(What you need to do) Search the records for the string "body" and copy every line in which it appears.
•••••
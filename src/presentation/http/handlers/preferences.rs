use crate::{
    domain::preferences::{
        quote::{DailyQuote, quote_for_day},
        theme::Theme,
    },
    presentation::http::{errors::AppError, middleware::visitor::cookie_value},
};
use axum::{
    Json,
    http::{HeaderMap, HeaderValue, header},
    response::{IntoResponse, Response},
};
use chrono::Utc;
use serde::{Deserialize, Serialize};
use ts_rs::TS;

const THEME_COOKIE: &str = "theme";
const THEME_COOKIE_MAX_AGE: u32 = 60 * 60 * 24 * 365;

#[derive(Debug, Clone, Serialize, Deserialize, TS)]
#[ts(export)]
pub struct ThemePreference {
    pub theme: Theme,
}

/// Theme stored in the `theme` cookie; light when absent or unreadable.
pub fn theme_from_cookies(headers: &HeaderMap) -> Theme {
    cookie_value(headers, THEME_COOKIE)
        .and_then(|value| value.parse().ok())
        .unwrap_or_default()
}

fn with_theme_cookie(theme: Theme) -> Result<Response, AppError> {
    let cookie = format!(
        "{}={}; Path=/; Max-Age={}; SameSite=Lax",
        THEME_COOKIE,
        theme.as_str(),
        THEME_COOKIE_MAX_AGE
    );
    let value = HeaderValue::from_str(&cookie)
        .map_err(|e| AppError::Internal(format!("theme cookie: {}", e)))?;
    Ok(([(header::SET_COOKIE, value)], Json(ThemePreference { theme })).into_response())
}

pub async fn daily_quote() -> Json<DailyQuote> {
    Json(quote_for_day(Utc::now().date_naive()))
}

pub async fn get_theme(headers: HeaderMap) -> Json<ThemePreference> {
    Json(ThemePreference {
        theme: theme_from_cookies(&headers),
    })
}

pub async fn set_theme(Json(body): Json<ThemePreference>) -> Result<Response, AppError> {
    with_theme_cookie(body.theme)
}

pub async fn toggle_theme(headers: HeaderMap) -> Result<Response, AppError> {
    with_theme_cookie(theme_from_cookies(&headers).toggle())
}
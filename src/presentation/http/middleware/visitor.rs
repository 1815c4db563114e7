use axum::{
    extract::{FromRequestParts, Request},
    http::{HeaderMap, HeaderValue, header, request::Parts},
    middleware::Next,
    response::Response,
};
use uuid::Uuid;

use crate::presentation::http::errors::AppError;

pub const VISITOR_COOKIE: &str = "visitor_id";
const VISITOR_COOKIE_MAX_AGE: u32 = 60 * 60 * 24 * 365;

/// Value of the named cookie, if the request carries it.
pub fn cookie_value<'a>(headers: &'a HeaderMap, name: &str) -> Option<&'a str> {
    headers
        .get_all(header::COOKIE)
        .iter()
        .filter_map(|v| v.to_str().ok())
        .flat_map(|v| v.split(';'))
        .filter_map(|pair| pair.trim().split_once('='))
        .find(|(key, _)| *key == name)
        .map(|(_, value)| value.trim())
}

/// Browser-scoped id for anonymous visitors, kept in the `visitor_id` cookie.
#[derive(Debug, Clone, Copy, PartialEq, Eq)]
pub struct VisitorId(pub Uuid);

/// Attaches a [`VisitorId`] to the request, issuing a new cookie when the
/// browser has none or sends one that does not parse.
pub async fn visitor_middleware(mut req: Request, next: Next) -> Response {
    let known = cookie_value(req.headers(), VISITOR_COOKIE).and_then(|v| v.parse::<Uuid>().ok());
    let visitor = known.unwrap_or_else(Uuid::now_v7);
    req.extensions_mut().insert(VisitorId(visitor));

    let mut response = next.run(req).await;
    if known.is_none() {
        let cookie = format!(
            "{}={}; Path=/; Max-Age={}; SameSite=Lax; HttpOnly",
            VISITOR_COOKIE, visitor, VISITOR_COOKIE_MAX_AGE
        );
        if let Ok(value) = HeaderValue::from_str(&cookie) {
            response.headers_mut().append(header::SET_COOKIE, value);
        }
    }
    response
}

impl<S: Send + Sync> FromRequestParts<S> for VisitorId {
    type Rejection = AppError;

    async fn from_request_parts(parts: &mut Parts, _state: &S) -> Result<Self, Self::Rejection> {
        parts
            .extensions
            .get::<VisitorId>()
            .copied()
            .ok_or_else(|| AppError::Internal("visitor middleware not applied".into()))
    }
}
•••••
(Exercise result)
pub async fn set_theme(Json(body): Json<ThemePreference>) -> Result<Response, AppError> {
    with_theme_cookie(body.theme)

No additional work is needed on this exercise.